On Sep 18, 2007, at 1:13 PM, Ian Foster wrote:

> It seems ridiculous to me that we are still using a student- 
> supported machine to run major applications. Surely we should have  
> one highly capable, well-maintained machine for this?

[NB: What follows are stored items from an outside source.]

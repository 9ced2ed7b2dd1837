use algorand_http::AlgodClient;

#[tokio::main]
async fn main() -> anyhow::Result<()> {
    let url = std::env::var("ALGOD_URL")?;
    let token = std::env::var("ALGOD_TOKEN").unwrap_or_default();

    let algod = if token.is_empty() {
        AlgodClient::without_token(url)
    } else {
        AlgodClient::new(url, token)
    };

    algod.health_check().execute().await?;
    println!("node is healthy");

    let status = algod.status_after_block(1).execute().await?;
    println!("last round: {:?}", status.get("last-round"));

    Ok(())
}
//! `algorand-http` is an async HTTP client for the Algorand node (algod)
//! and indexer v2 REST APIs.
//!
//! Endpoint wrappers are thin path/query builders over one request
//! execution engine that centralizes:
//! - token-bucket rate limiting ([`RateLimiter`])
//! - bounded or unbounded retry with exponential backoff ([`RetryPolicy`])
//! - binary vs. JSON payload handling with content-type defaulting
//! - precision-safe integer decoding of responses ([`IntDecoding`])

mod algod;
mod decode;
mod error;
mod indexer;
mod limiter;
mod options;
mod request;
mod retry;
mod transport;
mod value;

pub use algod::{
    AccountApplicationInformation, AccountAssetInformation, AlgodClient, ApplicationInformation,
    AssetInformation, Compile, Dryrun, GetBlock, HealthCheck, LightBlockHeaderProof,
    SendRawTransaction, StateProof, StatusAfterBlock,
};
pub use decode::{decode_body, BigIntFields, IntDecoding};
pub use error::AlgorandError;
pub use indexer::{IndexerClient, LookupApplicationLogs, LookupBlock};
pub use limiter::{RateLimiter, RateLimiterConfig};
pub use options::ClientOptions;
pub use request::SignedTransactions;
pub use retry::RetryPolicy;
pub use value::Value;

pub type Result<T> = std::result::Result<T, AlgorandError>;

And this  
> shouldn't be a "suggestion" but a clear policy.
>
>
> Sent via BlackBerry from T-Mobile
>
> -----Original Message-----
> From: Ioan Raicu <iraicu at cs.uchicago.edu>
>
> Date: Tue, 18 Sep 2007 13:13:08
> To:Michael Wilde <wilde at mcs.anl.gov>
> Cc:swift-devel at ci.uchicago.edu
> Subject: Re: [Swift-devel] bug 53
>
>
>
>
> Michael Wilde wrote:
>> Its not clear when this happened, as Nika and Ioan's workflow
>> submission from viper has afaik been mostly through Falkon for  
>> quite a
>> while now.
>>
>> Nika, perhaps you can shift back to trying the two Falkon approaches
>> (with higher prio on testing Ioan's retry code) in the meantime.
>>
>> Ioan, is CI Support / Ti supporting viper, or are you the "sysadmin"
>> Ben is referring to?
>>
> Yes, I am viper's support.  viper is my department office machine.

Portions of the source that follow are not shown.